The strategy report reveals £178 million is required to tackle the backlog of maintenance for ‘ageing estate’ which poses a risk and chief finance officer Sam Proffitt told the board £100 million of this is ‘high risk’ backlog maintenance.
In south Cumbria the Furness General Hospital requires £21.2 million and Westmorland General Hospital in Kendal £9.2 million for backlog maintenance.
The infrastructure strategy states: “The condition of our hospital estate has a marked impact on the quality of care we can provide, impacts our ability to recruit, and limits our ability to transform care.
“Our capital allocation is being spent on maintaining our ageing estate and equipment rather than on innovative transformation projects. All our hospitals were built many years ago, developed for far fewer patients and to meet historical care standards.
“They are now functionally and physically obsolete. This impacts on overcrowding, creates risks around infection and patient experience.”
The report states managing the infrastructure in the region costs £272 million a year and buildings running costs ‘continue to increase even as our footprint decreases’.

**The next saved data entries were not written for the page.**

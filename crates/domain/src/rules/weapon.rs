//! Weapon name parsing, attack rates, and mastery arithmetic
//!
//! Magic weapons encode their enchantment in the display name ("Longsword +1
//! of Fire"). The parsing below recovers a structured (base name, bonus,
//! suffix) triple once, so downstream components never re-parse strings.

use serde::{Deserialize, Serialize};

use crate::entities::MasteryLevel;

/// Named-weapon suffixes stripped when deriving the canonical family name.
const NAMED_SUFFIXES: &[&str] = &[
    " of Slaying",
    " of Fire",
    " of Frost",
    " of Lightning",
    " of Venom",
    " of Speed",
    " of Accuracy",
    " of Power",
];

/// A weapon display name resolved into its structured parts.
#[derive(Debug, Clone, PartialEq, Eq, Serialize, Deserialize)]
pub struct ParsedWeaponName {
    /// Canonical family name used for mastery lookup
    pub base_name: String,
    /// Flat to-hit/damage bonus from a "+N" token, 0 if absent
    pub bonus: i32,
    /// The named suffix, if any (e.g. "of Fire")
    pub suffix: Option<String>,
}

/// Resolve a display name into (base name, bonus, suffix).
///
/// Idempotent: parsing an already extracted base name returns it unchanged
/// with a zero bonus.
pub fn parse_weapon_name(name: &str) -> ParsedWeaponName {
    let bonus = extract_bonus(name);

    let mut base = name;
    if let Some(idx) = base.find(" +") {
        base = &base[..idx];
    }

    let mut suffix = None;
    for candidate in NAMED_SUFFIXES {
        if let Some(idx) = base.find(candidate) {
            suffix = Some(candidate.trim().to_string());
            base = &base[..idx];
            break;
        }
    }

    ParsedWeaponName {
        base_name: base.trim().to_string(),
        bonus,
        suffix,
    }
}

/// Canonical family name alone; see [`parse_weapon_name`].
pub fn base_weapon_name(name: &str) -> String {
    parse_weapon_name(name).base_name
}

fn extract_bonus(name: &str) -> i32 {
    let Some(idx) = name.find(" +") else {
        return 0;
    };
    let token = &name[idx + 2..];
    let token = token.split_whitespace().next().unwrap_or("");
    token.parse().unwrap_or(0)
}

/// Attacks per round, written as attacks/rounds.
#[derive(Debug, Clone, PartialEq, Eq, Serialize, Deserialize)]
pub enum AttackRate {
    OnePerTwo,
    OnePerOne,
    ThreePerTwo,
    TwoPerOne,
    FivePerTwo,
    ThreePerOne,
    /// Rates outside the standard progression pass through unchanged
    Other(String),
}

impl AttackRate {
    pub fn parse(s: &str) -> Self {
        match s {
            "1/2" => Self::OnePerTwo,
            "1/1" => Self::OnePerOne,
            "3/2" => Self::ThreePerTwo,
            "2/1" => Self::TwoPerOne,
            "5/2" => Self::FivePerTwo,
            "3/1" => Self::ThreePerOne,
            other => Self::Other(other.to_string()),
        }
    }

    /// One step along the mastery progression
    /// 1/2 -> 1/1 -> 3/2 -> 2/1 -> 5/2 -> 3/1; anything else is unchanged.
    pub fn improved(&self) -> Self {
        match self {
            Self::OnePerTwo => Self::OnePerOne,
            Self::OnePerOne => Self::ThreePerTwo,
            Self::ThreePerTwo => Self::TwoPerOne,
            Self::TwoPerOne => Self::FivePerTwo,
            Self::FivePerTwo => Self::ThreePerOne,
            Self::ThreePerOne => Self::ThreePerOne,
            Self::Other(s) => Self::Other(s.clone()),
        }
    }
}

impl std::fmt::Display for AttackRate {
    fn fmt(&self, f: &mut std::fmt::Formatter<'_>) -> std::fmt::Result {
        match self {
            Self::OnePerTwo => write!(f, "1/2"),
            Self::OnePerOne => write!(f, "1/1"),
            Self::ThreePerTwo => write!(f, "3/2"),
            Self::TwoPerOne => write!(f, "2/1"),
            Self::FivePerTwo => write!(f, "5/2"),
            Self::ThreePerOne => write!(f, "3/1"),
            Self::Other(s) => write!(f, "{s}"),
        }
    }
}

/// Combat effects of a mastery grade.
#[derive(Debug, Clone, Copy, PartialEq, Eq, Serialize, Deserialize)]
pub struct MasteryBonuses {
    pub to_hit: i32,
    pub damage: i32,
    pub improved_rate: bool,
    pub improved_critical: bool,
}

pub fn mastery_bonuses(level: MasteryLevel) -> MasteryBonuses {
    match level {
        MasteryLevel::Mastered => MasteryBonuses {
            to_hit: 1,
            damage: 1,
            improved_rate: false,
            improved_critical: false,
        },
        MasteryLevel::GrandMastery => MasteryBonuses {
            to_hit: 2,
            damage: 2,
            improved_rate: true,
            improved_critical: true,
        },
    }
}

/// Append a flat bonus to a damage dice string: "1d8" + 3 -> "1d8+3".
pub fn format_damage_with_bonus(base_damage: &str, bonus: i32) -> String {
    match bonus {
        0 => base_damage.to_string(),
        b if b > 0 => format!("{base_damage}+{b}"),
        b => format!("{base_damage}{b}"),
    }
}

/// Total mastery slots available to a class at a level: a base of 2 for the
/// warrior classes (1 otherwise), plus one at each of levels 4, 8, and 12.
pub fn mastery_slots(base_slots: u8, level: u8) -> u8 {
    let mut slots = base_slots;
    for threshold in [4u8, 8, 12] {
        if level >= threshold {
            slots += 1;
        }
    }
    slots
}

/// Grand mastery may be declared from level 4 on.
pub fn can_declare_grand_mastery(level: u8) -> bool {
    level >= 4
}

In 2023 the board stated it requires at least £5.22 billion to tackle ‘identified needs’ which includes £2.5 billion for the new hospital programme which involves completely replacing both Preston and Lancaster Hospitals.
Members of the ICB also discussed what can be achieved with the new infrastructure plan.
The partner member of the ICB, Angie Ridgwell, said: “I think our task now is to recognise this as an effective lever to achieve some of the things we are deeply committed to.
“Particularly in terms of that shift left to community-based provision and actually addressing some of the issues which we’ve talked today about children with complex needs and actually having local facilities that can meet those bespoke needs in the locations and to the quality which we require.
“For me I think this gives us a real opportunity if we use this wisely either to repurpose some of those assets to provide those facilities or to generate a receipt which means we can provide different types of facilities.”
Members of Lancashire and south Cumbria integrated care board approved the 2023-2040 infrastructure strategy on January 10 and it will now be submitted to NHS England.